**What is expected**
Go through the records and tally the lines that include the word "config". The answer is that total alone.

*** Input material Section Begins ***

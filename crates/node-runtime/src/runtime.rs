//! The node runtime: bus, responder and gateway in one process.

use crate::config::NodeConfig;
use anyhow::{Context, Result};
use api_gateway::{GatewayService, InMemoryCacheStore};
use merchant_registry::{InMemoryMerchantDirectory, LookupResponder};
use shared_bus::InMemoryEventBus;
use std::sync::Arc;
use tokio::sync::watch;
use tokio::task::JoinHandle;
use tracing::{error, info};

/// Running node.
pub struct NodeRuntime {
    /// Shared event bus.
    bus: Arc<InMemoryEventBus>,
    /// Authoritative merchant data behind the responder.
    directory: Arc<InMemoryMerchantDirectory>,
    /// Gateway instance.
    gateway: GatewayService,
    /// Responder task.
    responder: JoinHandle<()>,
    /// Shutdown signal sender.
    shutdown_tx: watch::Sender<bool>,
}

impl NodeRuntime {
    /// Start every component. Must be called inside a Tokio runtime.
    pub fn start(config: NodeConfig) -> Result<Self> {
        info!("===========================================");
        info!("  Keybridge Node Runtime v{}", env!("CARGO_PKG_VERSION"));
        info!("===========================================");

        let bus = Arc::new(InMemoryEventBus::with_capacity(config.bus_capacity));

        let directory = Arc::new(InMemoryMerchantDirectory::seeded(config.seed_merchants));
        info!(merchants = directory.len(), "Merchant directory seeded");

        let gateway = GatewayService::start(
            config.bridge.clone(),
            Arc::clone(&bus),
            Arc::new(InMemoryCacheStore::new()),
        )
        .context("failed to start gateway bridge")?;

        let (shutdown_tx, shutdown_rx) = watch::channel(false);
        let responder = LookupResponder::new(
            directory.clone(),
            Arc::clone(&bus),
            &config.bridge.request_topic,
        );
        let responder = tokio::spawn(responder.run(shutdown_rx));

        info!(
            instance_id = %gateway.config().instance_id,
            "Node runtime started"
        );

        Ok(Self {
            bus,
            directory,
            gateway,
            responder,
            shutdown_tx,
        })
    }

    pub fn gateway(&self) -> &GatewayService {
        &self.gateway
    }

    pub fn directory(&self) -> Arc<InMemoryMerchantDirectory> {
        Arc::clone(&self.directory)
    }

    pub fn bus(&self) -> Arc<InMemoryEventBus> {
        Arc::clone(&self.bus)
    }

    /// Stop the gateway, then the responder, then close the bus.
    pub async fn shutdown(self) {
        info!("Initiating graceful shutdown...");

        self.gateway.shutdown().await;

        let _ = self.shutdown_tx.send(true);
        if let Err(e) = self.responder.await {
            error!(error = %e, "Responder task failed");
        }

        self.bus.close();
        info!("Node runtime stopped");
    }
}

*** Input material Section Ends ***

**Written answer**
7